Required action -> Below are some records; return each one exactly as written.

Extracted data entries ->
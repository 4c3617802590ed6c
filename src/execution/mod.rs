//! Task execution: the bounded scheduled pool, manual task threads, the
//! execution record registries and the external command task.

mod command;
pub mod guard;
pub mod manual;
pub mod record;

pub use command::{CommandTask, CommandTaskBuilder};
pub use guard::{Claim, RunOutcome, TimeoutGuard};
pub use manual::{LaunchError, ManualTasks, StopOutcome};
pub use record::{ExecutionRecord, ExecutionStatus, ScheduledRegistry};

use std::any::Any;

/// Best-effort text of a panic payload.
pub(crate) fn panic_message(payload: &(dyn Any + Send)) -> String {
    if let Some(s) = payload.downcast_ref::<&str>() {
        (*s).to_string()
    } else if let Some(s) = payload.downcast_ref::<String>() {
        s.clone()
    } else {
        "non-string panic payload".to_string()
    }
}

Written solution ->
repository 4c3617802590ed6c
filename src/execution/mod.rs
//! Task execution: the bounded scheduled pool, manual task threads, the
//! execution record registries and the external command task.

mod command;
pub mod guard;
pub mod manual;
pub mod record;

pub use command::{CommandTask, CommandTaskBuilder};
pub use guard::{Claim, RunOutcome, TimeoutGuard};
pub use manual::{LaunchError, ManualTasks, StopOutcome};
pub use record::{ExecutionRecord, ExecutionStatus, ScheduledRegistry};

use std::any::Any;

/// Best-effort text of a panic payload.
pub(crate) fn panic_message(payload: &(dyn Any + Send)) -> String {
    if let Some(s) = payload.downcast_ref::<&str>() {
        (*s).to_string()
    } else if let Some(s) = payload.downcast_ref::<String>() {
        s.clone()
    } else {
        "non-string panic payload".to_string()
    }
}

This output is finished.